Av. El Malecón, Guatapé
Typical Colombian paisa food. Slightly off the beaten path of the town center, this family-run restaurant has great service and delicious food to match. Portions are large so do take heed.
Specialties are chicharrón with bean soup, totally delicious! Also, the bandeja paisa, while the many fish dishes are very popular.
Casa Cuba Bar Restaurant
Cl.30 #30-232, Guatapé
Take a table here to enjoy wonderful Caribbean dishes and the views of the Church of Nuestra Senora del Carmen. Refreshing ceviche, perfectly seasoned chicken, or a generous ropa vieja (traditional Spanish dish) at Casa Cuba.
Famous for its excellent mojitos! Prices are very reasonable for what you receive.
There are many different and enthralling things to do in and around Guatapé, catering to almost everyone. Here are some ideas:
For a fabulous aerial view of the lake fly around La Piedra in a helicopter.
CLIMB LA PIEDRA DEL PENOL
702 stone steps wind around the massive rock that dominates the landscape of Guatapé. Making your way up is a sort of pilgrimage that must be done. The views overlooking the reservoir are indescribable. One of the best miradors in all of Colombia. At the summit, refreshments are available before making the descent.
Be sure to visit before 10 am or after 4 pm to miss the crowds .*Book here a private day trip to Guatape.
HIKE THE SURROUNDING HILLS
A long trek through the lush green valleys of rural Colombia is invigorating. There are trails such as Pisto Reto Quimbaya or Camino del Sinsonte that are very enjoyable.
A DAY AT THE LAKE
Experience the beautiful lake by boat, kayak, jet ski, or sailboat. There is a variety of equipment available to rent, including tours on larger vessels.

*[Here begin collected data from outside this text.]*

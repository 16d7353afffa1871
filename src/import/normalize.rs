//! Parses statement dates and money amounts into typed values.

use chrono::NaiveDate;

use crate::Error;

/// Date formats tried, in order, when no explicit format is configured.
pub const DATE_FORMATS: [&str; 10] = [
    "%m/%d/%Y",
    "%m-%d-%Y",
    "%Y-%m-%d",
    "%Y/%m/%d",
    "%d/%m/%Y",
    "%m/%d/%y",
    "%d-%m-%Y",
    "%b %d, %Y",
    "%B %d, %Y",
    "%d %b %Y",
];

/// Parses the dates of one statement file.
///
/// The first format that parses successfully is remembered and tried first on
/// later rows, so a file of `01/02/2024` style dates cannot flip between
/// month-first and day-first interpretations halfway through.
#[derive(Debug, Clone, Default)]
pub struct DateParser {
    configured_format: Option<String>,
    detected_format: Option<String>,
}

impl DateParser {
    /// Create a parser, optionally pinned to an explicit strftime format.
    pub fn new(configured_format: Option<String>) -> Self {
        Self {
            configured_format,
            detected_format: None,
        }
    }

    /// The format that parsed a date earlier in this pass, if any format had
    /// to be guessed.
    pub fn detected_format(&self) -> Option<&str> {
        self.detected_format.as_deref()
    }

    /// Parse a date, trying the configured format, then the remembered
    /// format, then [DATE_FORMATS] in order.
    ///
    /// # Errors
    /// Returns an [Error::InvalidDate] if no format matches.
    pub fn parse(&mut self, text: &str) -> Result<NaiveDate, Error> {
        let trimmed = text.trim();

        if let Some(format) = &self.configured_format {
            if let Ok(date) = NaiveDate::parse_from_str(trimmed, format) {
                return Ok(date);
            }
        }

        if let Some(format) = &self.detected_format {
            if let Ok(date) = NaiveDate::parse_from_str(trimmed, format) {
                return Ok(date);
            }
        }

        for format in DATE_FORMATS {
            if let Ok(date) = NaiveDate::parse_from_str(trimmed, format) {
                self.detected_format = Some(format.to_owned());
                return Ok(date);
            }
        }

        Err(Error::InvalidDate(text.to_owned()))
    }
}

/// Parse a money amount into whole cents, rounding half away from zero.
///
/// Accepts currency symbols, thousands separators and accounting-style
/// parentheses for negatives. An empty or whitespace-only string parses as
/// zero so blank debit/credit cells need no special casing.
///
/// # Errors
/// Returns an [Error::InvalidAmount] if the text contains no usable number.
pub fn parse_amount_cents(text: &str) -> Result<i64, Error> {
    let trimmed = text.trim();

    if trimmed.is_empty() {
        return Ok(0);
    }

    let mut negative = trimmed.starts_with('(') && trimmed.ends_with(')');
    let inner = if negative {
        &trimmed[1..trimmed.len() - 1]
    } else {
        trimmed
    };

    let cleaned: String = inner
        .chars()
        .filter(|character| character.is_ascii_digit() || matches!(character, '.' | ',' | '-'))
        .collect();

    let unsigned = match cleaned.strip_prefix('-') {
        Some(rest) => {
            negative = true;
            rest
        }
        None => cleaned.as_str(),
    };
    let unsigned = unsigned.replace(',', "");

    let (whole, fraction) = match unsigned.split_once('.') {
        Some((whole, fraction)) => (whole, fraction),
        None => (unsigned.as_str(), ""),
    };

    if whole.is_empty() && fraction.is_empty() {
        return Err(Error::InvalidAmount(text.to_owned()));
    }

    if !whole.bytes().all(|byte| byte.is_ascii_digit())
        || !fraction.bytes().all(|byte| byte.is_ascii_digit())
    {
        return Err(Error::InvalidAmount(text.to_owned()));
    }

    let whole_cents = if whole.is_empty() {
        0
    } else {
        whole
            .parse::<i64>()
            .ok()
            .and_then(|dollars| dollars.checked_mul(100))
            .ok_or_else(|| Error::InvalidAmount(text.to_owned()))?
    };

    let fraction_cents = match fraction.len() {
        0 => 0,
        1 => 10 * i64::from(fraction.as_bytes()[0] - b'0'),
        _ => {
            let cents = fraction[..2]
                .parse::<i64>()
                .map_err(|_| Error::InvalidAmount(text.to_owned()))?;

            // The third fractional digit decides the rounding carry.
            if fraction.len() > 2 && fraction.as_bytes()[2] >= b'5' {
                cents + 1
            } else {
                cents
            }
        }
    };

    let cents = whole_cents + fraction_cents;

    Ok(if negative { -cents } else { cents })
}


#[cfg(test)]
mod date_tests {
    use chrono::NaiveDate;

    use crate::{Error, import::normalize::DateParser};

    fn date(year: i32, month: u32, day: u32) -> NaiveDate {
        NaiveDate::from_ymd_opt(year, month, day).unwrap()
    }

    #[test]
    fn parses_us_slash_dates() {
        let mut parser = DateParser::new(None);

        assert_eq!(parser.parse("01/15/2024"), Ok(date(2024, 1, 15)));
        assert_eq!(parser.detected_format(), Some("%m/%d/%Y"));
    }

    #[test]
    fn parses_iso_dates() {
        let mut parser = DateParser::new(None);

        assert_eq!(parser.parse("2024-01-15"), Ok(date(2024, 1, 15)));
    }

    #[test]
    fn parses_month_name_formats() {
        let mut parser = DateParser::new(None);

        assert_eq!(parser.parse("Jan 15, 2024"), Ok(date(2024, 1, 15)));
        assert_eq!(
            DateParser::new(None).parse("15 Jan 2024"),
            Ok(date(2024, 1, 15))
        );
        assert_eq!(
            DateParser::new(None).parse("January 15, 2024"),
            Ok(date(2024, 1, 15))
        );
    }

    #[test]
    fn configured_format_takes_precedence() {
        let mut parser = DateParser::new(Some("%d/%m/%Y".to_owned()));

        assert_eq!(parser.parse("03/04/2024"), Ok(date(2024, 4, 3)));
    }

    #[test]
    fn detected_format_is_reused_for_later_rows() {
        let mut parser = DateParser::new(None);

        // The first row is unambiguous and pins the format to month-first.
        assert_eq!(parser.parse("01/15/2024"), Ok(date(2024, 1, 15)));
        assert_eq!(parser.parse("03/04/2024"), Ok(date(2024, 3, 4)));
    }

    #[test]
    fn ambiguous_dates_use_the_first_listed_format() {
        let mut parser = DateParser::new(None);

        assert_eq!(parser.parse("03/04/2024"), Ok(date(2024, 3, 4)));
    }

    #[test]
    fn surrounding_whitespace_is_ignored() {
        let mut parser = DateParser::new(None);

        assert_eq!(parser.parse(" 2024-01-15 "), Ok(date(2024, 1, 15)));
    }

    #[test]
    fn unparseable_text_is_an_error() {
        let mut parser = DateParser::new(None);

        assert_eq!(
            parser.parse("not-a-date"),
            Err(Error::InvalidDate("not-a-date".to_owned()))
        );
    }
}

Hang-gliding, paragliding, and mountain biking are all everyday activities here. A zipline too, but it certainly is not that exciting.
THE CHURCH OF OUR LADY CARMEN
In the main plaza, surrounded by restaurants and street vendors, is an impressive colonial church.
Aside from its aesthetic beauty, this is a great place to socialize and meet other travelers.
*Visit 2 heritage towns in the department of Antioquia, learn more about Jardín & Jerico here!
Guatapé has a great selection when it comes to handmade goods. Artisans’ handcraft bags, jewelry and a variety of other items are fairly priced.
COLOURFUL DOWNTOWN STREETS
Guatapé is a labyrinth of psychedelic streets with eccentric houses and tiendas (shops). Wonderful way to spend a couple of hours.
WATERFALLS OF SAN RAFAEL
An hour from Guatapé is the small and picturesque town of San Rafael.
Celebrated for its outdoor activities, there are vibrating waterfalls, hiking trails through the jungle to swimming hollows, and cataracts.